### Assignment:
Take the data below. Output it exactly from its first line through the line containing "if let Some(object)".

### Given data:
☆ ☆ ☆

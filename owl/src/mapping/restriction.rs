//! Existential restrictions (`owl:Restriction` with `onProperty` and
//! `someValuesFrom`).

use crate::blank;
use crate::error::Result;
use crate::term::{Statement, Term};
use crate::xml::{Element, Name};

use super::{Claim, Mapper};

/// Expands `restriction` under `anchor`, linked by the `parent` predicate.
///
/// The anchor is the enclosing class IRI for `subClassOf`, or a list cell
/// blank node for intersection members. The restriction node label covers
/// the anchor, the parent predicate and both slots, so equal restrictions in
/// equal positions share a node.
pub(super) fn map_restriction(
    mapper: &Mapper,
    anchor: &Term,
    parent: &Name,
    restriction: &Element,
    out: &mut Vec<Statement>,
) -> Result<()> {
    let on_property = restriction.child("onProperty");
    let some_values = restriction.child("someValuesFrom");
    let (property_resource, property_text) = slot(on_property);
    let (values_resource, values_text) = slot(some_values);

    let node = blank::node(&[
        &restriction.name.space,
        &restriction.name.local,
        anchor.text(),
        &parent.space,
        &parent.local,
        property_resource,
        property_text,
        values_resource,
        values_text,
    ])?;

    out.push(Statement::new(
        anchor.clone(),
        Term::iri(parent.qualified())?,
        node.clone(),
    ));
    mapper.typed(out, &node, Term::iri(restriction.name.qualified())?);
    for child in [on_property, some_values].into_iter().flatten() {
        if let Some(object) = Claim::of(child).into_term()? {
            let predicate = Term::iri(child.name.qualified())?;
            out.push(Statement::new(node.clone(), predicate, object));
        }
    }
    Ok(())
}

fn slot(child: Option<&Element>) -> (&str, &str) {
    match child {
        Some(child) => (child.attr_or_empty("resource"), child.text.as_str()),
        None => ("", ""),
    }
}

#[cfg(test)]
mod tests {
    use super::super::tests::map_body;
    use crate::error::Result;
    use crate::vocab;

    const PART_OF_NUCLEUS: &str = r#"<owl:Class rdf:about="http://purl.obolibrary.org/obo/GO_0005730">
        <rdfs:subClassOf>
            <owl:Restriction>
                <owl:onProperty rdf:resource="http://purl.obolibrary.org/obo/BFO_0000050"/>
                <owl:someValuesFrom rdf:resource="http://purl.obolibrary.org/obo/GO_0005634"/>
            </owl:Restriction>
        </rdfs:subClassOf>
    </owl:Class>"#;

    #[test]
    fn restriction_yields_four_statements_on_one_node() -> Result<()> {
        let out = map_body(PART_OF_NUCLEUS)?;
        // Class type statement, then the restriction.
        assert_eq!(out.len(), 5);
        let restriction = &out[1..];
        let node = &restriction[0].object;
        assert!(node.is_blank());
        assert_eq!(restriction[0].predicate.text(), vocab::RDFS_SUBCLASS_OF);
        assert!(restriction[1..].iter().all(|s| &s.subject == node));
        assert_eq!(restriction[1].object.text(), vocab::OWL_RESTRICTION);
        assert_eq!(restriction[2].predicate.text(), vocab::OWL_ON_PROPERTY);
        assert_eq!(restriction[3].predicate.text(), vocab::OWL_SOME_VALUES_FROM);
        Ok(())
    }

    #[test]
    fn restriction_label_is_deterministic() -> Result<()> {
        let first = map_body(PART_OF_NUCLEUS)?;
        let second = map_body(PART_OF_NUCLEUS)?;
        assert_eq!(first[1].object, second[1].object);
        assert_eq!(first[1].object.text().len(), 32);
        Ok(())
    }

    #[test]
    fn label_depends_on_anchor() -> Result<()> {
        let other = PART_OF_NUCLEUS.replace("GO_0005730", "GO_0005654");
        let a = map_body(PART_OF_NUCLEUS)?;
        let b = map_body(&other)?;
        assert_ne!(a[1].object, b[1].object);
        Ok(())
    }
}
//! Outbound ports - Interfaces that the application requires from the host

mod notification_port;
mod repository_port;

pub use notification_port::{Notification, NotificationLevel, NotificationPort};
pub use repository_port::{
    ActorRepositoryPort, DocumentError, EffectStorePort, MessageRepositoryPort,
    SceneRepositoryPort,
};
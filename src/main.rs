//! AreaFX Engine - Area effect and aura reconciliation for tabletop scenes
//!
//! The engine keeps actor effects in step with where tokens stand:
//! - Applies effects to tokens inside placed templates and auras
//! - Removes them once the token leaves or the area disappears
//! - Reconciles on demand or whenever the host reports a scene edit

mod application;
mod domain;
mod infrastructure;

use std::net::SocketAddr;
use std::sync::Arc;

use axum::{routing::get, Router};
use tower_http::{
    cors::{Any, CorsLayer},
    trace::TraceLayer,
};
use tracing_subscriber::{layer::SubscriberExt, util::SubscriberInitExt};

use crate::infrastructure::config::AppConfig;
use crate::infrastructure::http;
use crate::infrastructure::refresh_worker::refresh_worker;
use crate::infrastructure::state::AppState;

#[tokio::main]
async fn main() -> anyhow::Result<()> {
    // Load environment variables from .env file
    dotenvy::dotenv().ok();

    // Initialize logging
    tracing_subscriber::registry()
        .with(
            tracing_subscriber::EnvFilter::try_from_default_env()
                .unwrap_or_else(|_| "areafx_engine=debug,tower_http=debug".into()),
        )
        .with(tracing_subscriber::fmt::layer())
        .init();

    tracing::info!("Starting AreaFX Engine");

    // Load configuration
    let config = AppConfig::from_env()?;
    tracing::info!("Configuration loaded");
    tracing::info!(
        "  Store: {}",
        config.database_url.as_deref().unwrap_or("in-memory")
    );
    let port = config.server_port;

    // Initialize application state
    let (state, refresh_rx) = AppState::new(config).await?;
    let state = Arc::new(state);
    tracing::info!("Application state initialized");
    tracing::debug!("Engine settings: {:?}", state.settings);

    // Scene refresh worker
    let refresh_task = {
        let area_effects = state.area_effects.clone();
        tokio::spawn(async move {
            refresh_worker(area_effects, refresh_rx).await;
        })
    };

    // Build the router
    let app = Router::new()
        .route("/health", get(health_check))
        .merge(http::create_routes())
        .layer(
            CorsLayer::new()
                .allow_origin(Any)
                .allow_methods(Any)
                .allow_headers(Any),
        )
        .layer(TraceLayer::new_for_http())
        .with_state(state);

    // Start the server
    let addr = SocketAddr::from(([0, 0, 0, 0], port));
    tracing::info!("Listening on {}", addr);

    let listener = tokio::net::TcpListener::bind(addr).await?;

    // Run server with graceful shutdown
    let server = axum::serve(listener, app);

    tokio::select! {
        result = server => {
            if let Err(e) = result {
                tracing::error!("Server error: {}", e);
            }
        }
        _ = tokio::signal::ctrl_c() => {
            tracing::info!("Shutdown signal received, stopping refresh worker...");
            refresh_task.abort();
            tracing::info!("Refresh worker stopped");
        }
    }

    Ok(())
}

async fn health_check() -> &'static str {
    "OK"
}
//! Aura Service - Turns actor auras into temporary circular areas
//!
//! Auras are effects that radiate from a token. Each pass they are rebuilt
//! as synthetic circle templates centered on their token so they can be
//! tested exactly like templates placed on the scene. Nothing built here is
//! ever persisted.

use std::collections::HashSet;
use std::sync::Arc;

use futures_util::future::try_join_all;
use serde_json::Value;
use tracing::{debug, instrument, warn};

use crate::application::ports::outbound::{ActorRepositoryPort, DocumentError};
use crate::domain::entities::{ActiveEffect, Area, MeasuredTemplate, Scene, Token};
use crate::domain::value_objects::{EngineSettings, TemplateId, UserId};

/// Builds the aura areas present on a scene
pub struct AuraMaterializer {
    actors: Arc<dyn ActorRepositoryPort>,
    settings: EngineSettings,
}

impl AuraMaterializer {
    pub fn new(actors: Arc<dyn ActorRepositoryPort>, settings: EngineSettings) -> Self {
        Self { actors, settings }
    }

    /// Materialize every aura of every actor with a token on the scene
    ///
    /// Each aura exists once, centered on the first of its actor's tokens.
    /// Fails as a whole if an actor cannot be read: a partial aura set would
    /// make the reconciler prune effects whose aura still exists.
    #[instrument(skip(self, scene), fields(scene_id = %scene.id))]
    pub async fn materialize(
        &self,
        scene: &Scene,
        user: Option<UserId>,
    ) -> Result<Vec<Area>, DocumentError> {
        let mut seen = HashSet::new();
        let lookups = scene.tokens.iter().filter_map(|token| {
            let actor_id = token.actor_id?;
            if !seen.insert(actor_id) {
                return None;
            }
            Some(async move {
                self.actors
                    .get(actor_id)
                    .await
                    .map(|actor| (token, actor))
            })
        });

        let mut areas = Vec::new();
        for (token, actor) in try_join_all(lookups).await? {
            let Some(actor) = actor else {
                debug!(token_id = %token.id, "Token actor missing, no auras");
                continue;
            };
            for effect in actor.auras() {
                match self.effect_to_area(scene, token, effect, user) {
                    Ok(Some(area)) => areas.push(area),
                    Ok(None) => {}
                    Err(e) => {
                        warn!(effect = %effect.uuid(), error = %e, "Skipping malformed aura");
                    }
                }
            }
        }

        debug!(count = areas.len(), "Auras materialized");
        Ok(areas)
    }

    /// Build the synthetic template for one aura
    ///
    /// Returns `None` for auras without a radius.
    pub fn effect_to_area(
        &self,
        scene: &Scene,
        token: &Token,
        effect: &ActiveEffect,
        user: Option<UserId>,
    ) -> Result<Option<Area>, DocumentError> {
        let Some(radius) = effect.radius() else {
            warn!(effect = %effect.uuid(), "Aura has no radius");
            return Ok(None);
        };

        let mut template = MeasuredTemplate::circle(token.center, radius);
        template.id = TemplateId::from_uuid(*effect.id.as_uuid());
        template.user = user;
        template.fill_color = Some(self.settings.aura_fill_color.clone());
        template.flags.effect_uuid = Some(effect.uuid());

        if let Some(overrides) = effect.template_data() {
            let mut value = serde_json::to_value(&template)?;
            merge_json(&mut value, overrides);
            template = serde_json::from_value(value)?;
        }

        // Overrides and deserialization must not move the aura off its token
        template.x = token.center.x;
        template.y = token.center.y;

        Ok(Some(Area::aura(scene, template, effect.clone(), &self.settings)))
    }
}

/// Recursively merge `overrides` into `base`; objects merge, everything else replaces
fn merge_json(base: &mut Value, overrides: &Value) {
    match (base, overrides) {
        (Value::Object(base), Value::Object(overrides)) => {
            for (key, value) in overrides {
                match base.get_mut(key) {
                    Some(existing) => merge_json(existing, value),
                    None => {
                        base.insert(key.clone(), value.clone());
                    }
                }
            }
        }
        (base, overrides) => *base = overrides.clone(),
    }
}
//! Value objects - Immutable objects defined by their attributes

mod area_shape;
mod geometry;
mod ids;
mod settings;

pub use area_shape::AreaShape;
pub use geometry::{GridConfig, Point};
pub use ids::*;
pub use settings::EngineSettings;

☆ ☆ ☆

### Reply:
filename owl/src/mapping/restriction.rs
//! Existential restrictions (`owl:Restriction` with `onProperty` and
//! `someValuesFrom`).

use crate::blank;
use crate::error::Result;
use crate::term::{Statement, Term};
use crate::xml::{Element, Name};

use super::{Claim, Mapper};

/// Expands `restriction` under `anchor`, linked by the `parent` predicate.
///
/// The anchor is the enclosing class IRI for `subClassOf`, or a list cell
/// blank node for intersection members. The restriction node label covers
/// the anchor, the parent predicate and both slots, so equal restrictions in
/// equal positions share a node.
pub(super) fn map_restriction(
    mapper: &Mapper,
    anchor: &Term,
    parent: &Name,
    restriction: &Element,
    out: &mut Vec<Statement>,
) -> Result<()> {
    let on_property = restriction.child("onProperty");
    let some_values = restriction.child("someValuesFrom");
    let (property_resource, property_text) = slot(on_property);
    let (values_resource, values_text) = slot(some_values);

    let node = blank::node(&[
        &restriction.name.space,
        &restriction.name.local,
        anchor.text(),
        &parent.space,
        &parent.local,
        property_resource,
        property_text,
        values_resource,
        values_text,
    ])?;

    out.push(Statement::new(
        anchor.clone(),
        Term::iri(parent.qualified())?,
        node.clone(),
    ));
    mapper.typed(out, &node, Term::iri(restriction.name.qualified())?);
    for child in [on_property, some_values].into_iter().flatten() {
        if let Some(object) = Claim::of(child).into_term()? {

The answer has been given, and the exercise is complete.